Percebe-se que a governança corporativa associada ao socioambiental é uma inovação importante trazida pelo ESG, na medida em que não é impulsionada somente a partir de norma estatal, no caso, pela nova regulação da CVM, com aplicação limitada às companhias de capital aberto, mas, sobretudo, pelos padrões de comportamento adotados pelo mercado, que atualizam e redimensionam a função institucional do controlador e dos administradores de sociedades, a partir de normas internas que promovem mais transparência para os stakeholders sobre a efetividade das práticas socioambientais dessas organizações.

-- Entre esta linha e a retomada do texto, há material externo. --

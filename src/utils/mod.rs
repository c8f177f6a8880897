//! Shared helpers.

pub mod date;
pub mod html;
mod plural;

pub use plural::{plural_count, plural_s};
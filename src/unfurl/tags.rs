//! Metadata → namespaced tag mapping.
//!
//! Tag maps are declarative `(metadata key, tag name)` lists. Mapping never
//! invents values: a metadata key that is absent simply yields no tag.

use super::summary::Summarizer;
use super::url::join_url;
use crate::config::UnfurlsConfig;
use crate::page::{ContentItem, Metadata, OEmbedLink, Tags};
use std::path::Path;

/// A declarative tag map: `(source metadata key, destination tag)`.
pub type TagMap = [(&'static str, &'static str)];

/// Open Graph tags, always attached.
pub const OG_TAGS: &TagMap = &[
    ("type", "og:type"),
    ("url", "og:url"),
    ("title", "og:title"),
    ("summary", "og:description"),
    ("lede", "og:image"),
    ("locale", "og:locale"),
    ("date", "article:published_time"),
    ("modified", "article:modified_time"),
];

/// Facebook tags, attached when `facebook` is enabled.
pub const FB_TAGS: &TagMap = &[("fb_app_id", "fb:app_id")];

/// Twitter Card tags, attached when `twitter` is enabled.
pub const TWITTER_TAGS: &TagMap = &[
    ("card_type", "twitter:card"),
    ("url", "twitter:url"),
    ("title", "twitter:title"),
    ("summary", "twitter:description"),
    ("lede", "twitter:image"),
    ("lede_desc", "twitter:image:alt"),
    ("author_twitter", "twitter:creator"),
    ("site_twitter", "twitter:site"),
    ("domain", "twitter:domain"),
    ("tl1", "twitter:label1"),
    ("td1", "twitter:data1"),
    ("tl2", "twitter:label2"),
    ("td2", "twitter:data2"),
];

/// Map metadata onto tags. Dates render as `YYYY-MM-DD`.
pub fn map_to_tags(metadata: &Metadata, tag_map: &[(&str, &str)]) -> Tags {
    tag_map
        .iter()
        .filter_map(|&(src, dst)| {
            metadata
                .get(src)
                .map(|value| (dst.to_owned(), value.to_tag_value()))
        })
        .collect()
}

/// Where the oEmbed sidecar for a page saved at `save_as` goes.
///
/// - `posts/x/index.html` → `posts/x/oembed.json`
/// - `posts/x.html`       → `posts/x.json`
/// - `posts/x`            → none
pub fn oembed_save_as(save_as: &str) -> Option<String> {
    let path = Path::new(save_as);

    let oembed = if path.file_name().is_some_and(|name| name == "index.html") {
        path.with_file_name("oembed.json")
    } else if path.extension().is_some() {
        path.with_extension("json")
    } else {
        return None;
    };

    Some(oembed.to_string_lossy().into_owned())
}

/// Inputs to the per-item tagging stage.
#[derive(Clone, Copy)]
pub struct TagContext<'a> {
    pub settings: &'a UnfurlsConfig,
    pub site_url: Option<&'a str>,
    pub summarizer: &'a dyn Summarizer,
}

/// Attach unfurl tags (and the oEmbed link, if enabled) to one item.
///
/// Requires the item to have been enriched first.
pub fn insert_tags(item: &mut ContentItem, ctx: &TagContext<'_>) {
    let settings = ctx.settings;

    if let Some(site_url) = ctx.site_url
        && let Some(summary) = ctx.summarizer.summarize(item, site_url)
    {
        item.metadata.insert("summary".into(), summary.into());
    }

    item.unfurl.og = Some(map_to_tags(&item.metadata, OG_TAGS));

    if settings.facebook {
        let tags = map_to_tags(&item.metadata, FB_TAGS);
        if !tags.is_empty() {
            item.unfurl.fb = Some(tags);
        }
    }

    if settings.twitter {
        let tags = map_to_tags(&item.metadata, TWITTER_TAGS);
        if !tags.is_empty() {
            item.unfurl.twitter = Some(tags);
        }
    }

    if settings.oembed
        && let Some(site_url) = ctx.site_url
        && let Some(save_as) = oembed_save_as(&item.save_as)
    {
        item.unfurl.oembed = Some(OEmbedLink {
            url: join_url(site_url, &save_as),
            save_as,
        });
    }
}
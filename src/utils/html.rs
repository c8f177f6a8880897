//! HTML escaping for rendered meta tags and summaries.
//!
//! - `escape_attr()` - attribute-safe entity escaping
//! - `unescape()` - decode entities when flattening HTML to plain text

use std::borrow::Cow;

/// Characters that require HTML escaping.
const ESCAPE_CHARS: [char; 5] = ['<', '>', '&', '"', '\''];

/// Get the HTML entity for a special character.
#[inline]
fn escape_char(c: char) -> Option<&'static str> {
    match c {
        '<' => Some("&lt;"),
        '>' => Some("&gt;"),
        '&' => Some("&amp;"),
        '"' => Some("&quot;"),
        '\'' => Some("&#39;"),
        _ => None,
    }
}

/// Escape HTML attribute values.
///
/// Uses `Cow` to avoid allocation when no escaping is needed.
///
/// # Example
/// ```ignore
/// assert_eq!(escape_attr("a\"b"), "a&quot;b");
/// assert_eq!(escape_attr("hello"), "hello"); // No allocation
/// ```
pub fn escape_attr(s: &str) -> Cow<'_, str> {
    if !s.contains(ESCAPE_CHARS) {
        return Cow::Borrowed(s);
    }

    let mut result = String::with_capacity(s.len());
    for c in s.chars() {
        match escape_char(c) {
            Some(entity) => result.push_str(entity),
            None => result.push(c),
        }
    }
    Cow::Owned(result)
}

/// Unescape HTML entities back to characters.
///
/// Handles common named entities and numeric character references.
pub fn unescape(s: &str) -> Cow<'_, str> {
    if !s.contains('&') {
        return Cow::Borrowed(s);
    }

    let mut result = String::with_capacity(s.len());
    let mut chars = s.chars().peekable();

    while let Some(c) = chars.next() {
        if c != '&' {
            result.push(c);
            continue;
        }

        // Collect entity; only `&name;` and `&#NN;` forms are decoded
        let mut entity = String::new();
        let mut terminated = false;
        while let Some(&next) = chars.peek() {
            if next == ';' {
                chars.next();
                terminated = true;
                break;
            }
            if !(next.is_ascii_alphanumeric() || next == '#') || entity.len() > 10 {
                break;
            }
            entity.push(next);
            chars.next();
        }

        if !terminated {
            result.push('&');
            result.push_str(&entity);
            continue;
        }

        let decoded = match entity.as_str() {
            "lt" => Some('<'),
            "gt" => Some('>'),
            "amp" => Some('&'),
            "quot" => Some('"'),
            "apos" => Some('\''),
            "nbsp" => Some('\u{00A0}'),
            s if s.starts_with("#x") || s.starts_with("#X") => {
                u32::from_str_radix(&s[2..], 16).ok().and_then(char::from_u32)
            }
            s if s.starts_with('#') => s[1..].parse::<u32>().ok().and_then(char::from_u32),
            _ => None,
        };

        match decoded {
            Some(c) => result.push(c),
            None => {
                result.push('&');
                result.push_str(&entity);
                result.push(';');
            }
        }
    }

    Cow::Owned(result)
}
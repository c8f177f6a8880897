//! `<head>` markup for attached unfurl tags.
//!
//! Open Graph and Facebook tags use `property=`; Twitter cards use `name=`.

use crate::page::{Tags, Unfurl};
use crate::utils::html::escape_attr;
use std::fmt::Write;

/// Render all attached tags as `<head>` elements, one per line.
pub fn render_head(unfurl: &Unfurl) -> String {
    let mut out = String::new();

    for tags in [&unfurl.og, &unfurl.fb].into_iter().flatten() {
        push_meta(&mut out, "property", tags);
    }
    if let Some(tags) = &unfurl.twitter {
        push_meta(&mut out, "name", tags);
    }
    if let Some(oembed) = &unfurl.oembed {
        writeln!(
            out,
            r#"<link rel="alternate" type="application/json+oembed" href="{}">"#,
            escape_attr(&oembed.url)
        )
        .ok();
    }

    out
}

fn push_meta(out: &mut String, attr: &str, tags: &Tags) {
    for (key, value) in tags {
        writeln!(
            out,
            r#"<meta {attr}="{}" content="{}">"#,
            escape_attr(key),
            escape_attr(value)
        )
        .ok();
    }
}

#[cfg(test)]
mod tests {
    use super::*;
    use crate::page::OEmbedLink;

    fn tags(pairs: &[(&str, &str)]) -> Tags {
        pairs
            .iter()
            .map(|&(k, v)| (k.to_string(), v.to_string()))
            .collect()
    }

    #[test]
    fn test_empty() {
        assert_eq!(render_head(&Unfurl::default()), "");
    }

    #[test]
    fn test_property_and_name() {
        let unfurl = Unfurl {
            og: Some(tags(&[("og:title", "Hello"), ("og:type", "article")])),
            fb: Some(tags(&[("fb:app_id", "123")])),
            twitter: Some(tags(&[("twitter:card", "summary")])),
            oembed: None,
        };

        assert_eq!(
            render_head(&unfurl),
            concat!(
                "<meta property=\"og:title\" content=\"Hello\">\n",
                "<meta property=\"og:type\" content=\"article\">\n",
                "<meta property=\"fb:app_id\" content=\"123\">\n",
                "<meta name=\"twitter:card\" content=\"summary\">\n",
            )
        );
    }

    #[test]
    fn test_oembed_link() {
        let unfurl = Unfurl {
            oembed: Some(OEmbedLink {
                save_as: "posts/x.json".into(),
                url: "http://example.com/posts/x.json".into(),
            }),
            ..Default::default()
        };

        assert_eq!(
            render_head(&unfurl),
            "<link rel=\"alternate\" type=\"application/json+oembed\" href=\"http://example.com/posts/x.json\">\n"
        );
    }

    #[test]
    fn test_escapes_values() {
        let unfurl = Unfurl {
            og: Some(tags(&[("og:title", r#"Tom & "Jerry" <3"#)])),
            ..Default::default()
        };

        let head = render_head(&unfurl);
        assert!(head.contains(r#"content="Tom &amp; &quot;Jerry&quot; &lt;3""#));
    }
}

Nesse aspecto, vale observar como os padrões do mercado relacionados ao ESG podem repercutir na esfera da responsabilidade pessoal do administrador quando a decisão envolver proposta que maximize o lucro para o acionista, mas com potencial de gerar efeitos socioambientais negativos, como, por exemplo, a mudança de uma unidade industrial para outro país, justificada pela redução de custos, que provoque a demissão em massa de empregados, aumentando o passivo trabalhista da empresa e afetando a economia local.
No direito societário brasileiro, a princípio, o administrador não responde pessoalmente à companhia pelos prejuízos causados por suas decisões, desde que tenha agido dentro de suas atribuições e no interesse da companhia, salvo se o dano tiver sido causado por culpa ou dolo ou, ainda, com violação do estatuto ou da lei pelo administrador (LSA, art. 158, incisos I e II).
Não obstante, sendo o interesse da companhia um conceito fluido que, em nosso ordenamento, é ponderado pelas exigências do bem público e a função social da empresa, e definido pelos padrões de comportamento dos demais agentes do mercado – os usos e costumes, o ESG tem o potencial de elevar o risco de responsabilização direta dos administradores, quando uma decisão motivada apenas na maximização de valor para os acionistas prejudicar os trabalhadores, os consumidores ou o meio-ambiente da comunidade onde a empresa desenvolve sua atividade econômica.
A Tragédia dos Comuns, como concluiu Garret Hardin em seu artigo, pode ser evitada pela conscientização da comunidade empresarial através da educação, oque se dá pela governança corporativa, mas a sucessão de gerações futuras requer que a base do conhecimento seja constantemente atualizada, através da verificação de conformidade e da revisão periódica das políticas internas e das práticas das companhias, de seus parceiros de negócios e dos terceiros que integram sua cadeia de suprimentos.
Daniel Seixas Gomide é advogado em São Paulo e professor associado do CEU Law School.